The best way to see Graham Weir’s latest musical performance is to sit with your eyes closed. There is brilliance and precision in his vocals these days. But listen carefully and another quality starts to emerge. There was always a gnostic element to Weir’s work, yet this time around the ballads selected for Songs of Hangings and Redemptions brings his spiritual nature particularly to the fore.

Although the lyrics touch upon justice and outrage, dwell on the defiance of the guilty and the resignation of the innocent, their sentiment is primarily informed by the mental clarity the proximity of death brings. One would expect a show about rough justice and mob lynching, about foolhardiness as often as it is about betrayal and vindictiveness, to be dark and harrowing, but Weir rewardingly treats the material with empathy, humanity and unexpected gentleness.

This redemptive element is reinforced by versatile musos Pitchie Rommellaere and Simon Ratcliffe who accompany Weir’s singing and percussion with soulful musical arrangements.

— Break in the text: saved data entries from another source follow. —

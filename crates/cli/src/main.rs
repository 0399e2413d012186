mod config;
mod error;

use std::io::{self, BufRead, Write};

use clap::Parser;
use mcp::Target;
use runtime::{McpToolHost, OpenAiGateway, Session, SessionOptions, ToolHost};

use config::Config;
use error::Result;

#[derive(Parser)]
#[command(name = "skipper")]
#[command(about = "A tool-augmented chat agent", long_about = None)]
#[command(version)]
struct Cli {
    /// Tool server: path to a local server executable or script, or an
    /// http(s) endpoint URL.
    #[arg(default_value = "http://127.0.0.1:8000")]
    agent: String,

    /// Override the configured model id.
    #[arg(long)]
    model: Option<String>,
}

#[tokio::main]
async fn main() {
    if let Err(e) = run().await {
        eprintln!("Error: {e}");
        std::process::exit(1);
    }
}

async fn run() -> Result<()> {
    dotenvy::dotenv().ok();
    init_tracing();

    let cli = Cli::parse();
    let mut config = Config::load()?;
    if let Some(model) = cli.model {
        config.model = model;
    }

    println!("skipper v{}", env!("CARGO_PKG_VERSION"));

    let target = Target::parse(&cli.agent)?;
    let mut tools = McpToolHost::connect(&target).await?;

    let catalog = tools.list_tools().await?;
    let names: Vec<&str> = catalog.iter().map(|t| t.name.as_str()).collect();
    println!(
        "Connected to {} ({}). Tools: {}",
        cli.agent,
        tools.server_name().unwrap_or("unknown server"),
        names.join(", ")
    );

    let gateway = OpenAiGateway::new(&config.base_url, &config.api_key, &config.model)?;
    let mut session = Session::with_options(
        gateway,
        tools,
        SessionOptions {
            max_rounds: config.max_rounds,
        },
    );
    println!("Session ID: {}", session.id);
    println!("Model: {}", config.model);
    println!("Type 'quit' or Ctrl+D to exit.\n");

    let stdin = io::stdin();
    let mut stdout = io::stdout();

    loop {
        print!("> ");
        stdout.flush()?;

        let mut line = String::new();
        if stdin.lock().read_line(&mut line)? == 0 {
            // EOF
            break;
        }

        let input = line.trim();
        if input.is_empty() {
            continue;
        }
        if input == "quit" || input == "exit" {
            break;
        }

        // A failed turn is reported and the loop keeps going; the session
        // and its history survive.
        match session.submit(input).await {
            Ok(answer) => {
                println!("\n{answer}\n");
            }
            Err(e) => {
                eprintln!("Error: {e}\n");
            }
        }
    }

    session.shutdown().await;
    println!("\nSession ended.");
    Ok(())
}

fn init_tracing() {
    use tracing_subscriber::layer::SubscriberExt;
    use tracing_subscriber::util::SubscriberInitExt;

    tracing_subscriber::registry()
        .with(
            tracing_subscriber::EnvFilter::try_from_default_env()
                .unwrap_or_else(|_| tracing_subscriber::EnvFilter::new("warn")),
        )
        .with(tracing_subscriber::fmt::layer().with_writer(io::stderr))
        .init();
}
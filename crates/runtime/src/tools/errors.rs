use thiserror::Error;

/// Errors at the tool-execution boundary.
#[derive(Debug, Error)]
pub enum ToolError {
    /// The underlying tool session failed (transport, handshake, protocol).
    #[error(transparent)]
    Session(#[from] mcp::Error),

    /// Tool execution failed outside the session layer.
    #[error("execution failed: {0}")]
    Execution(String),
}
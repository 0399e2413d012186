//! Server error types.

use thiserror::Error;

#[derive(Debug, Error)]
pub enum Error {
    #[error("missing required configuration: {0} (set it in the environment or .env)")]
    MissingEnv(&'static str),

    #[error("failed to build HTTP client: {0}")]
    Http(#[from] reqwest::Error),

    #[error(transparent)]
    Io(#[from] std::io::Error),
}

pub type Result<T> = std::result::Result<T, Error>;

Weir spent much time in the Cape Town and Wynberg public libraries sourcing sheet music and listening to old vinyl records. Led Zeppelin once did Gallows Pole, and Amazing Grace and Tom Dooley are well known, but many of the songs will be unfamiliar to most. Some songs stretch back as far as the fifteen hundreds, and range in origin from the Scottish Mc Pherson’s Farewell to the American spiritual Canaan Land. Weir’s quirky, mischievous humour – which is never far away – is present in the words he has set to The Devil Didn’t Die Today.

Interspersed with the songs are brief monologues, topped and tailed by Weir’s original text about a set of new gallows going up in his narrator’s town, and extracts from William Faulkner’s Light In August and John Steinbeck’s The Vigilante. Director Megan Chortiz has ensured that the links to the songs are cohesive and natural.

As further encouragement to go, a particularly good menu accompanies the show. Although Weir is conscientiously vegetarian, the Kalk Bay kitchen’s seared tuna and roast fillet are a substantial incentive.

Ghoema

Certain countries have systems in which they declare living individuals national cultural assets. Primarily concerned with the preservation of folk art, skills, creative talents and oral traditions, especially with the transfer of craft skills that are in danger of being lost between generations, the system declares individuals to be national treasures and could be enlarged to include talented individuals of the highest distinction – poets, artists, musicians, story tellers.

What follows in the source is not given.